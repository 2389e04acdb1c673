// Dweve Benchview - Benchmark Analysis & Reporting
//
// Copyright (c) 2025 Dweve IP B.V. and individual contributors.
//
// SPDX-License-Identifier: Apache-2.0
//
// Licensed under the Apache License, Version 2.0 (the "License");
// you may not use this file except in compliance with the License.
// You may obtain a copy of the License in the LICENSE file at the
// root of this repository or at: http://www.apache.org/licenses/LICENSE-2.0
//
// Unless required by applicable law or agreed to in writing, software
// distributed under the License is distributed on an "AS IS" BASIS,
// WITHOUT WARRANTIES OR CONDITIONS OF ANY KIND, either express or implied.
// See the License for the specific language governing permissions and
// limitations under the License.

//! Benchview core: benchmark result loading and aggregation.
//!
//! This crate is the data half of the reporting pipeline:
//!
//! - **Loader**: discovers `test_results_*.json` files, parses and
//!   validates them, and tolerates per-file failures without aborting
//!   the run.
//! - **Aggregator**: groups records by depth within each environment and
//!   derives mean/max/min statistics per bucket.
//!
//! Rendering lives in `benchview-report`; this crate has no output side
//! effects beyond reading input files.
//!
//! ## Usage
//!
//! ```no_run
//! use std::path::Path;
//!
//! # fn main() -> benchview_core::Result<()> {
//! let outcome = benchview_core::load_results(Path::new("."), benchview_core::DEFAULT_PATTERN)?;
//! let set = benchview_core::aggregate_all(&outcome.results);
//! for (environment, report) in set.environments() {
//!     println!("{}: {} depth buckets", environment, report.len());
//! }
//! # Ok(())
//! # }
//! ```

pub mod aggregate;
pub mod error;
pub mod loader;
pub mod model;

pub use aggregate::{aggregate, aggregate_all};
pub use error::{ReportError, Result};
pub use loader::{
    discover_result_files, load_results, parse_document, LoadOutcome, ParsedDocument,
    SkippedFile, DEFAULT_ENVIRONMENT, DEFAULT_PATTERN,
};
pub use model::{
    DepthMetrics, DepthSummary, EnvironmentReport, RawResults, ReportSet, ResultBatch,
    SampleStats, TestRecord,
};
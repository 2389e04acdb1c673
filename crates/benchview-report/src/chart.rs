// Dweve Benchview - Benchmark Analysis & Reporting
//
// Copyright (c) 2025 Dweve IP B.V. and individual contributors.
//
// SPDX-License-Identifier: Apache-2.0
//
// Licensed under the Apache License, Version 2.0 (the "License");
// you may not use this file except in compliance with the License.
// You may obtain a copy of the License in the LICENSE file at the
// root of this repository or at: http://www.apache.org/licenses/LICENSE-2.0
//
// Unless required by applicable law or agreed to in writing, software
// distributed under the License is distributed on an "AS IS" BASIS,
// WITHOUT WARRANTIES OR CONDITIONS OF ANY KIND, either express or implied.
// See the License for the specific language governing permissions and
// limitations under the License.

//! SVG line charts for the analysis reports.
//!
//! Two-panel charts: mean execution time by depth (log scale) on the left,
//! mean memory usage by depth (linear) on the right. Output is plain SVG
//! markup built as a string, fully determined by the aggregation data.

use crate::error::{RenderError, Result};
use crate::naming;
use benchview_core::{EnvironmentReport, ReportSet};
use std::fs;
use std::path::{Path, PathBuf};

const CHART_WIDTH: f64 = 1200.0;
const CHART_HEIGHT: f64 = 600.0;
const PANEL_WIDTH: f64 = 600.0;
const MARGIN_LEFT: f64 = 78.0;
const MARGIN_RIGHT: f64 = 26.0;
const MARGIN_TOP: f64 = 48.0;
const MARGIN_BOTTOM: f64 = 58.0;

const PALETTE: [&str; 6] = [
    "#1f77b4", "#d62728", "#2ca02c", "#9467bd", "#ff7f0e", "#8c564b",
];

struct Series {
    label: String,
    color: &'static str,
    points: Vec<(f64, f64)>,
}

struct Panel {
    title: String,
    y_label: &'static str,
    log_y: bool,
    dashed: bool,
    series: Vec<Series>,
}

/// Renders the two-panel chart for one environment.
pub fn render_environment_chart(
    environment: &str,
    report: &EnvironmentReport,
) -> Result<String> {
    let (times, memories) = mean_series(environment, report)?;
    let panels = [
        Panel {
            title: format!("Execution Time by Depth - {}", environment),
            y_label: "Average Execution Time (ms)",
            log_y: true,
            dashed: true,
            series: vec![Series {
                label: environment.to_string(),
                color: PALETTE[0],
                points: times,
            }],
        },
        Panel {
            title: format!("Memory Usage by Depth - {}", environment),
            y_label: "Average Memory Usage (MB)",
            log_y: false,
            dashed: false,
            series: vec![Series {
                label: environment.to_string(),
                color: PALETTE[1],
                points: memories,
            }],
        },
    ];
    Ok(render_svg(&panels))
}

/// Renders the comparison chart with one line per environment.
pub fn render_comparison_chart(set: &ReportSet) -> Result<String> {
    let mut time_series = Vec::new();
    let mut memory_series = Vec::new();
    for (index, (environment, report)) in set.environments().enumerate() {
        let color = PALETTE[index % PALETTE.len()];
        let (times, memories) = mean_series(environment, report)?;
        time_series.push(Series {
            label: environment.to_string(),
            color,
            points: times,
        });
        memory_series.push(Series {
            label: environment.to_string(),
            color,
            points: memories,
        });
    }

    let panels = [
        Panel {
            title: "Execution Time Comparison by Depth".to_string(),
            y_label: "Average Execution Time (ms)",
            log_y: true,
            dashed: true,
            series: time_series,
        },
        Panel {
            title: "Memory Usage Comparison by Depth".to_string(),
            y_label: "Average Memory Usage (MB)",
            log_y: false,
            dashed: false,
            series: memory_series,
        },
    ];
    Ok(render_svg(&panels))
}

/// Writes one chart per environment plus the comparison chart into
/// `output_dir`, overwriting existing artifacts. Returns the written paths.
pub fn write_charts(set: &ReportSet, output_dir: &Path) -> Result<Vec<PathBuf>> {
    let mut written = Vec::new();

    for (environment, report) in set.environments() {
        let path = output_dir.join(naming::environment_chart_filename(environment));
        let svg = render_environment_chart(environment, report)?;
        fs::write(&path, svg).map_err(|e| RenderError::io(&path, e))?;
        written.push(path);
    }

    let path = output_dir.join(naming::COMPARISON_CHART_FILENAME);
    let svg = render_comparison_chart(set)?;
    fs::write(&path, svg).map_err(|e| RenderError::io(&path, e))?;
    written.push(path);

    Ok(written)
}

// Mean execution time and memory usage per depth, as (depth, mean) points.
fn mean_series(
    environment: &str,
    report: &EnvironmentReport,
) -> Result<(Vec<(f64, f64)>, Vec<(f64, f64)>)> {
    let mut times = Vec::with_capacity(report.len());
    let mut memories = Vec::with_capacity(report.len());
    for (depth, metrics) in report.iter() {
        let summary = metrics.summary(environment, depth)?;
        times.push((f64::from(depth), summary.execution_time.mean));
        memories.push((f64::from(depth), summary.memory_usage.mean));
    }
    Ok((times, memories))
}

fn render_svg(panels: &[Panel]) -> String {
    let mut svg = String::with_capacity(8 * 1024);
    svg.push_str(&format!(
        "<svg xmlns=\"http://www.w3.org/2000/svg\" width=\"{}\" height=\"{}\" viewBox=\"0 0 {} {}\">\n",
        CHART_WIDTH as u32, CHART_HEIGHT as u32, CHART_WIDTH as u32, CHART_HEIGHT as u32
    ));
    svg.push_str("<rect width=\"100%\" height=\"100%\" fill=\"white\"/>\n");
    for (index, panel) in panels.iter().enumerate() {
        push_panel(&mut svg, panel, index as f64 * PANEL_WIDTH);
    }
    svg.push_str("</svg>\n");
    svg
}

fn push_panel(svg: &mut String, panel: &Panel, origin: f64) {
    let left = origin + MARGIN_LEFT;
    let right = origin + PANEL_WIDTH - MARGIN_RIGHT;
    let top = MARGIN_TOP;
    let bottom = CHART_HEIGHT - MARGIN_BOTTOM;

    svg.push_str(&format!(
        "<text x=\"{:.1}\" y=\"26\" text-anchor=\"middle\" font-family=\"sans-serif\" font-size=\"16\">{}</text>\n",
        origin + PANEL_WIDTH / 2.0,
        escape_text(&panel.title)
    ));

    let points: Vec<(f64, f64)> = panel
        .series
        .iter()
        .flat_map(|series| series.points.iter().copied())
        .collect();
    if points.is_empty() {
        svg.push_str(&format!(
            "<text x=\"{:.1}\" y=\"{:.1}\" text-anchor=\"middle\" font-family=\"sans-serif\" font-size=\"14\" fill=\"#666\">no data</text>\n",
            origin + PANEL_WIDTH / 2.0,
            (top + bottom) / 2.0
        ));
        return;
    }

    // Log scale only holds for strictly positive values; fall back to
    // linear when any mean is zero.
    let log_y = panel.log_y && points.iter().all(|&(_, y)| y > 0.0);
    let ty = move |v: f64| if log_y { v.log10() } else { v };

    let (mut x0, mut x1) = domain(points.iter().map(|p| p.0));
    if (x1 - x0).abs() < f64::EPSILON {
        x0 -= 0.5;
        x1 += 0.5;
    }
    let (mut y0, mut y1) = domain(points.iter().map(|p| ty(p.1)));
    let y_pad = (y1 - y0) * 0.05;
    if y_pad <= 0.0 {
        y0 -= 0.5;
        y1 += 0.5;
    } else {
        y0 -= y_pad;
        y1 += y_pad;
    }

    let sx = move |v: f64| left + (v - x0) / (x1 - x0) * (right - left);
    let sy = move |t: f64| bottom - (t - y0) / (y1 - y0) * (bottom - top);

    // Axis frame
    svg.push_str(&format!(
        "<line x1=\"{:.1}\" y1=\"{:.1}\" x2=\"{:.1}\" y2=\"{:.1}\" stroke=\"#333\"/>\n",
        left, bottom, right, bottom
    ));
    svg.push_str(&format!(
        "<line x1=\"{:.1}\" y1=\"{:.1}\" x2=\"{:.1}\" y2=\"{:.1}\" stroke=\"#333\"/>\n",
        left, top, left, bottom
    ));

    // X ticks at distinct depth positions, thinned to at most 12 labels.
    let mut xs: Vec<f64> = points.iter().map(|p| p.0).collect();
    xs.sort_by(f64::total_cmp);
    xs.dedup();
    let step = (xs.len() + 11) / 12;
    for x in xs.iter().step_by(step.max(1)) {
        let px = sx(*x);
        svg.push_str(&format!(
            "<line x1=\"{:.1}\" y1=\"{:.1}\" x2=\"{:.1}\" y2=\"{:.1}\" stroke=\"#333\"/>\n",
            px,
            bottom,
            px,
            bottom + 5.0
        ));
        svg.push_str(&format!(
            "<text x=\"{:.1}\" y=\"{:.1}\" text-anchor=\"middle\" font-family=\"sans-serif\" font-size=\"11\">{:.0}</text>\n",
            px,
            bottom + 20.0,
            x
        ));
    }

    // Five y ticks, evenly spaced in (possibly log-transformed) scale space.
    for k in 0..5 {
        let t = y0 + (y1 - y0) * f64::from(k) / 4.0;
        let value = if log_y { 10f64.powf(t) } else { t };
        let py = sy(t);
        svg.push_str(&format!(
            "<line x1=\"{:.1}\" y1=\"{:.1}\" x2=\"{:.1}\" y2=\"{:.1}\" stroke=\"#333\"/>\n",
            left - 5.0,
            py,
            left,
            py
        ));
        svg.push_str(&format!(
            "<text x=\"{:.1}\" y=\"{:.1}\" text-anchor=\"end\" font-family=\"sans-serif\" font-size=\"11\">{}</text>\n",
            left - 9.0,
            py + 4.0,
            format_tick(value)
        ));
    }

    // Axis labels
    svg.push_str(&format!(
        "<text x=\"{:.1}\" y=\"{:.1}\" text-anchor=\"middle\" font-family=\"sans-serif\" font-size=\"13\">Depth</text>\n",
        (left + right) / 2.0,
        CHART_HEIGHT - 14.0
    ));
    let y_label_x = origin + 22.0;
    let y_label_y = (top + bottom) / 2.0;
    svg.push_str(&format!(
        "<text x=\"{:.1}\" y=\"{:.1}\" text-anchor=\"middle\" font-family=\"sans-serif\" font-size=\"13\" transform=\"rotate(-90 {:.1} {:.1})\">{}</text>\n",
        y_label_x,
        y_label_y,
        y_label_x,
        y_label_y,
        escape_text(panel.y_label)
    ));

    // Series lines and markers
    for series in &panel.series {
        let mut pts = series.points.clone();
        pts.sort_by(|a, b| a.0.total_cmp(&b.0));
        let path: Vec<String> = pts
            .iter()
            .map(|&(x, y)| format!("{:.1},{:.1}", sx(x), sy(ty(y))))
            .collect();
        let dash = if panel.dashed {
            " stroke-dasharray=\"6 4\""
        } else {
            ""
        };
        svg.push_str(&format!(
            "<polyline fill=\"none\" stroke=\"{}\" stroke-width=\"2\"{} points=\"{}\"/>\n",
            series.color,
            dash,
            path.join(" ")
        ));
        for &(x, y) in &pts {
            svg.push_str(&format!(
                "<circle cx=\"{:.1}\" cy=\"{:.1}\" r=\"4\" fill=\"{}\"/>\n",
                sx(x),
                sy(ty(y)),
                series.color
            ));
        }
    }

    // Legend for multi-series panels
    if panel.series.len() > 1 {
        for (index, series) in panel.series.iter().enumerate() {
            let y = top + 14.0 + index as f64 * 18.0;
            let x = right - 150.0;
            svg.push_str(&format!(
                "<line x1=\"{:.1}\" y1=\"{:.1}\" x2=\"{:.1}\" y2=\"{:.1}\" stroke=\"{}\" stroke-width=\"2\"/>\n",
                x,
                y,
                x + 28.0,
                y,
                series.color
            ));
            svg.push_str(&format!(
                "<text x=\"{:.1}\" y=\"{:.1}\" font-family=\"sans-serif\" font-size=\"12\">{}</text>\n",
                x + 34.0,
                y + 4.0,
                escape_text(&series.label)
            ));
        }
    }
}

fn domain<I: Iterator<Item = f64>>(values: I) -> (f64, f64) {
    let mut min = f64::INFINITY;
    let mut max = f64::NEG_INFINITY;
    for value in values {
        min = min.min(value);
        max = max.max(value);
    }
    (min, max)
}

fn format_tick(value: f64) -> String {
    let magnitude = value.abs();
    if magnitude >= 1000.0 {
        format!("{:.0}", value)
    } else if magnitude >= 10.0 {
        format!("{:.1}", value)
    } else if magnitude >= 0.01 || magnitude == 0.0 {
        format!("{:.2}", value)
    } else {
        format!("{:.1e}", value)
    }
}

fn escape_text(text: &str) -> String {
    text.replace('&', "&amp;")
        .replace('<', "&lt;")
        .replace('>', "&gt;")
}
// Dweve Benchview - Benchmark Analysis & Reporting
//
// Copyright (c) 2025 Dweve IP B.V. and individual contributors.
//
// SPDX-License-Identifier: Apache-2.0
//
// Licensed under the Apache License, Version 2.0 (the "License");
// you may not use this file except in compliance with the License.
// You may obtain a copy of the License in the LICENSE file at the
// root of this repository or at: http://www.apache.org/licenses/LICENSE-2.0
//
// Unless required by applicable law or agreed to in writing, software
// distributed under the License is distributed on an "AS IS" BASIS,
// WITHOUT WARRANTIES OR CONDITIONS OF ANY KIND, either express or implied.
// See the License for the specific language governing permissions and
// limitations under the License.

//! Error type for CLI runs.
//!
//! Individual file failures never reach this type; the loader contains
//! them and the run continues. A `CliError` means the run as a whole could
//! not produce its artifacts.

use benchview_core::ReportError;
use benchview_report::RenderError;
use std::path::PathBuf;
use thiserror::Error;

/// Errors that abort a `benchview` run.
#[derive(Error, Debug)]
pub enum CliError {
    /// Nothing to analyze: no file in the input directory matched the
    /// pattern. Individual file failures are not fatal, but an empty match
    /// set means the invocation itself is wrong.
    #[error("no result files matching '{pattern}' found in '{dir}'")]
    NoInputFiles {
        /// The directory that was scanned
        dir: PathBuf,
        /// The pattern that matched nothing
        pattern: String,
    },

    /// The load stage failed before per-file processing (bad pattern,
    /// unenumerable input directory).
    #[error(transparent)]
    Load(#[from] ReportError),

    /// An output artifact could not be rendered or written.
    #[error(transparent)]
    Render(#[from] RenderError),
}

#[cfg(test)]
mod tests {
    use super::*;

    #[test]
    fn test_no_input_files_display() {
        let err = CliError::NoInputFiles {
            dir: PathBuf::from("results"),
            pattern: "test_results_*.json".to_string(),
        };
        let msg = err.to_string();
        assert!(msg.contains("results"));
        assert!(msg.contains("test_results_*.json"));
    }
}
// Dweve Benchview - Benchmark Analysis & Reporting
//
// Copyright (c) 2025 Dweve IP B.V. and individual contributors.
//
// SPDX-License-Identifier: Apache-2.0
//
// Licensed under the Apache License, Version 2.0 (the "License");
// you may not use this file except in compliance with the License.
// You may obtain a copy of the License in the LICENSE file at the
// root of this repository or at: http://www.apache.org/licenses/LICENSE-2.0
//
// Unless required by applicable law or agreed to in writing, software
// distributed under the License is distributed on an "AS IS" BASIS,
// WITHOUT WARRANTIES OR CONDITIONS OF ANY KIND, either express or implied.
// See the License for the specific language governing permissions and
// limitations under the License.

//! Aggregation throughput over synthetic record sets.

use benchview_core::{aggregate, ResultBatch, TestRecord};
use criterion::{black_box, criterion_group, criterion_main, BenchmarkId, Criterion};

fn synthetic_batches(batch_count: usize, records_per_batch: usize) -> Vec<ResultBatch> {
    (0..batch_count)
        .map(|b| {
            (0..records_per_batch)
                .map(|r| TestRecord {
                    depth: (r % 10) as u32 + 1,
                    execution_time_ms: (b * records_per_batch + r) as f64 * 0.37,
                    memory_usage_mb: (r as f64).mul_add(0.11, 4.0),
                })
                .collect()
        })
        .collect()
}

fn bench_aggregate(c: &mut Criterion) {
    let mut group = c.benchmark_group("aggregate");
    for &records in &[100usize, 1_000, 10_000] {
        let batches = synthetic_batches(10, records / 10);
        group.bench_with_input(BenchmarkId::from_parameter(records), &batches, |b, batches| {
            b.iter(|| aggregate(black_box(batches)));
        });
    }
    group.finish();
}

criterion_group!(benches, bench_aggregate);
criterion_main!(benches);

________________________

Prompt:
Line tally for "Renders": say how many lines of the records above contain it, and give nothing but the number.

Final answer:
2